Z ostatniej chwili! Tylko w SE.pl. Artur Wichniarek po operacji w Berlinie - WYWIAD

2010-10-06 14:49

Artur Wichniarek (33 l.) chciał wykorzystać przerwę w rozgrywkach ligowych na podreperowanie zdrowia. Tymczasem wylądował w Berlinie na stole operacyjnym, i wycięto mu wyrostek robaczkowy. O grze w piłkę przez najbliższe 2 tygodnie może raczej zapomnieć.

SE.pl: Kiedy dokładnie przeszedłeś operację, jak się czujesz teraz?

- Operacje miałem we wtorek po południu. Jestem trochę osłabiony, bo od zabiegu  minęło zaledwie kilkanaście godzin - powiedział nam "Wichniar".

SE.pl: Co się stało naprawdę, jaki miałeś problem, że przyjechałeś do lekarza w Berlinie?

- Od 2-3 tygodni nie czułem się najlepiej. Miałem bóle w okolicach pleców i kręgosłupa. Dlatego przyjechałem do lekarza Herthy i prywatnego osteopaty, u którego leczyłem się wcześniej. Zresztą po przyjeździe zdążyłem u niego wziąć dwa zabiegi. Jednak we wtorek rano poczułem się bardzo źle i trafiłem do szpitala, a po południu przeszedłem operację. Lekko mnie pocięli, ale mam nadzieję że wycięli tylko te zbędne rzeczy, i nie za dużo... (śmiech). Niewykluczone, że bóle które czułem 2 tygodnie temu były zaczątkiem tego, że musiałem iść pod nóż.

SE.pl: Na ile te problemy z plecami i kręgosłupem miały wpływ na formę sportową?

- Jeśli nie jesteś w pełni zdrowy, to trudno o maksymalną formę na boisku.
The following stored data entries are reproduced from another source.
//=========================================================================
// Kinematic Body
//=========================================================================
//
// Minimal stand-in for an arcade AABB physics body.
//
// A disabled body is invisible to the physics step: it neither moves,
// falls, nor collides. Dimension-aware entities disable their body while
// they are ghosts.
//
//=========================================================================

//=== External Dependencies ===============================================

use glam::Vec2;

//=== Internal Dependencies ===============================================

use super::Aabb;
use crate::core::dimension::Dimension;
use crate::core::world::TileWorld;

//=== Body ================================================================

#[derive(Debug, Clone, PartialEq)]
pub struct Body {
    /// Top-left corner in world units.
    pub position: Vec2,
    pub size: Vec2,
    pub velocity: Vec2,
    pub enabled: bool,

    /// Set by the last step when resting on a solid tile.
    pub on_ground: bool,

    /// Set by the last step when horizontal motion hit a solid tile.
    pub blocked_x: bool,
}

impl Body {
    /// Inset applied across the axis being resolved, so that resting on
    /// a floor never reads as hitting a wall.
    const SKIN: f32 = 0.01;

    pub fn new(position: Vec2, size: Vec2) -> Self {
        Self {
            position,
            size,
            velocity: Vec2::ZERO,
            enabled: true,
            on_ground: false,
            blocked_x: false,
        }
    }

    pub fn aabb(&self) -> Aabb {
        Aabb::from_origin_size(self.position, self.size)
    }

    pub fn center(&self) -> Vec2 {
        self.position + self.size * 0.5
    }

    fn probe(&self, inset: Vec2) -> Aabb {
        Aabb::new(self.position + inset, self.position + self.size - inset)
    }

    /// Integrates gravity and velocity, then pushes the body out of the
    /// solid tiles of `layer` one axis at a time.
    pub fn step(&mut self, world: &TileWorld, layer: Dimension, gravity: f32, dt: f32) {
        if !self.enabled {
            return;
        }

        self.velocity.y += gravity * dt;
        self.on_ground = false;
        self.blocked_x = false;

        //--- Horizontal ---------------------------------------------------
        self.position.x += self.velocity.x * dt;
        let probe = self.probe(Vec2::new(0.0, Self::SKIN));
        for tile in world.solid_tiles_in(layer, &probe) {
            if self.velocity.x > 0.0 {
                self.position.x = tile.min.x - self.size.x;
            } else if self.velocity.x < 0.0 {
                self.position.x = tile.max.x;
            }
            self.blocked_x = true;
        }
        if self.blocked_x {
            self.velocity.x = 0.0;
        }

        //--- Vertical -----------------------------------------------------
        self.position.y += self.velocity.y * dt;
        let mut hit_vertical = false;
        let probe = self.probe(Vec2::new(Self::SKIN, 0.0));
        for tile in world.solid_tiles_in(layer, &probe) {
            if self.velocity.y > 0.0 {
                self.position.y = tile.min.y - self.size.y;
                self.on_ground = true;
            } else if self.velocity.y < 0.0 {
                self.position.y = tile.max.y;
            }
            hit_vertical = true;
        }
        if hit_vertical {
            self.velocity.y = 0.0;
        }
    }
}

//=========================================================================
// Unit Tests
//=========================================================================

#[cfg(test)]
mod tests {
    use super::*;
    use crate::core::dimension::DimensionPalette;

    const DT: f32 = 1.0 / 60.0;

    /// 4x4 world with a Lumina floor on the bottom row and an Umbra
    /// pillar in column 3.
    fn world(active: Dimension) -> TileWorld {
        let mut world = TileWorld::new(
            &[vec![0, 0, 0, 0], vec![0, 0, 0, 0], vec![0, 0, 0, 0], vec![1, 1, 1, 1]],
            &[vec![0, 0, 0, 2], vec![0, 0, 0, 2], vec![0, 0, 0, 2], vec![0, 0, 0, 2]],
            10.0,
        );
        world.apply_active(active, &DimensionPalette::default());
        world
    }

    #[test]
    fn falls_onto_active_floor() {
        let world = world(Dimension::Lumina);
        let mut body = Body::new(Vec2::new(12.0, 5.0), Vec2::new(6.0, 8.0));

        for _ in 0..120 {
            body.step(&world, Dimension::Lumina, 900.0, DT);
        }

        assert!(body.on_ground);
        assert_eq!(body.position.y, 30.0 - 8.0);
        assert_eq!(body.velocity.y, 0.0);
    }

    #[test]
    fn falls_through_ghost_floor() {
        let world = world(Dimension::Umbra);
        let mut body = Body::new(Vec2::new(12.0, 5.0), Vec2::new(6.0, 8.0));

        for _ in 0..120 {
            body.step(&world, Dimension::Umbra, 900.0, DT);
        }

        assert!(!body.on_ground);
        assert!(body.position.y > world.bounds().max.y);
    }

    #[test]
    fn wall_blocks_horizontal_motion() {
        let world = world(Dimension::Umbra);
        let mut body = Body::new(Vec2::new(20.0, 5.0), Vec2::new(6.0, 6.0));
        body.velocity.x = 120.0;

        body.step(&world, Dimension::Umbra, 0.0, 0.1);

        assert!(body.blocked_x);
        assert_eq!(body.position.x, 30.0 - 6.0);
        assert_eq!(body.velocity.x, 0.0);
    }

    #[test]
    fn disabled_body_is_frozen() {
        let world = world(Dimension::Lumina);
        let mut body = Body::new(Vec2::new(12.0, 5.0), Vec2::new(6.0, 8.0));
        body.enabled = false;
        body.velocity = Vec2::new(50.0, 50.0);

        body.step(&world, Dimension::Lumina, 900.0, DT);

        assert_eq!(body.position, Vec2::new(12.0, 5.0));
    }
}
Dlatego wykorzystując dłuższą przerwę w rozgrywkach chciałem się podleczyć, bo do końca rundy nie będzie takiej okazji.

Przeczytaj koniecznie: Tomasz Gollob zgarnął tysiące

SE.pl: Co dalej, kiedy opuścisz szpital?

- W piątek lub w sobotę.

SE.pl: Czy lekarze powiedzieli ci, kiedy będziesz mógł wrócić na boisko?

- Przy wypisywaniu ze szpitala będę o tym rozmawiał. Chcę wiedzieć jakie obciążenia będę mógł stosować na pierwszych treningach. Po wyjściu ze szpitala wracam od razu do Poznania.